Denver PD purchased a UFED Touch in January 2016 for about four grand. The Touch is used for cell phone data extractions done in the field and was infamously rumored to have been used by the FBI to crack the San Bernardino shooters’ encrypted iPhone after Apple denied their request for access. DPD also purchased a UFED 4PC for $1,650 – the 4PC is more of a software program to sift through data already collected on the Touch.
That Training Bulletin we got does a fine job of explaining just how potent these devices are and how they are used.

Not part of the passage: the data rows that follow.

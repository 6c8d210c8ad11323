//! Error types for dockerlex
//!
//! Parsing itself never fails: incomplete or invalid Dockerfile text yields
//! partial nodes. These errors cover the typed conversions around the tree
//! (keywords, directives, escape characters).

use thiserror::Error;

/// Result type alias using dockerlex's Error.
pub type Result<T> = std::result::Result<T, Error>;

/// dockerlex error types.
#[derive(Error, Debug, Clone, PartialEq, Eq)]
pub enum Error {
    /// The text is not a known Dockerfile instruction keyword.
    #[error("unknown instruction keyword: {0}")]
    UnknownKeyword(String),

    /// The text is not a recognized parser directive name.
    #[error("unknown parser directive: {0}")]
    UnknownDirective(String),

    /// The character cannot be used as an escape character.
    #[error("invalid escape character: {0:?} (expected '\\' or '`')")]
    InvalidEscape(char),
}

It has been reported over the last year or so that Cellebrite couldn’t hack into the iPhone 5c used in San Bernardino, due to passcode encryption for models after the iPhone 4 not being offered yet. This however, is no longer true, as the company’s website and an October 2016 article in The Intercept reveal. All that data is very much in range of these devices on most iPhones and other cell phone models.
Of course there may be easier ways to unlock a phone – in the bulletin DPD instructs any officers operating a UFED to “obtain a password or passcode from a locked device if possible.”
It is entirely unclear how this is accomplished, and it seems like this might have warranted some of its own guidelines. If all else fails, they can always send the phone to the Rocky Mountain Regional Computer Forensics Lab to see if they have the right tool to crack it.
DPD’s Investigative Technology Bureau has plans for just about any eventuality in fact, with rules ordering the battery be removed to guard against remote data deletion, all chargers and wires be seized with the phone, and perhaps the most important of all: don’t start digging through the phone on your own because it is a) illegal and b) you are gonna destroy evidence.
One would hope not tampering with a crime scene would be more or less common sense to professional law enforcement, but always good to make sure.
Over half the bulletin is devoted to the legality of data extraction; as is noted in these records, the 2014 Supreme Court case Riley v. California set down some strict precedent for law enforcement concerning the search and seizure of mobile phones and computers. Basically, it is the same idea as the searching of a house, in that a warrant is gonna be involved one way or another. Exigent circumstances are allowed, though they are subject to automatic judicial review and must be used only in matters of absolute life or death, like kidnappings or bomb threats. With devices as powerful as the UFED, and with a company as resourceful as Cellebrite, tough standards need to exist on utilization.
Denver Police are also “currently evaluating the efficacy of utilizing facial recognition software,” which we learned from another recent records request. The agreement with Ideal Innovation Inc. for their Facial Automated Biometric Identification System Mobile (FABIS-Mobile), which uses an app on Android phones or tablets to connect to a larger database of between one million, twenty million, or potentially a billion faces to instantly identify in the field.
It is unclear how long the trial runs for, but it was signed December 2, 2016 and DPD informed us it was ongoing. The agreement is vague and doesn’t say anything about the legality of its use or other topics that might be important for us to understand how police use facial recognition software and what the limits are on its use.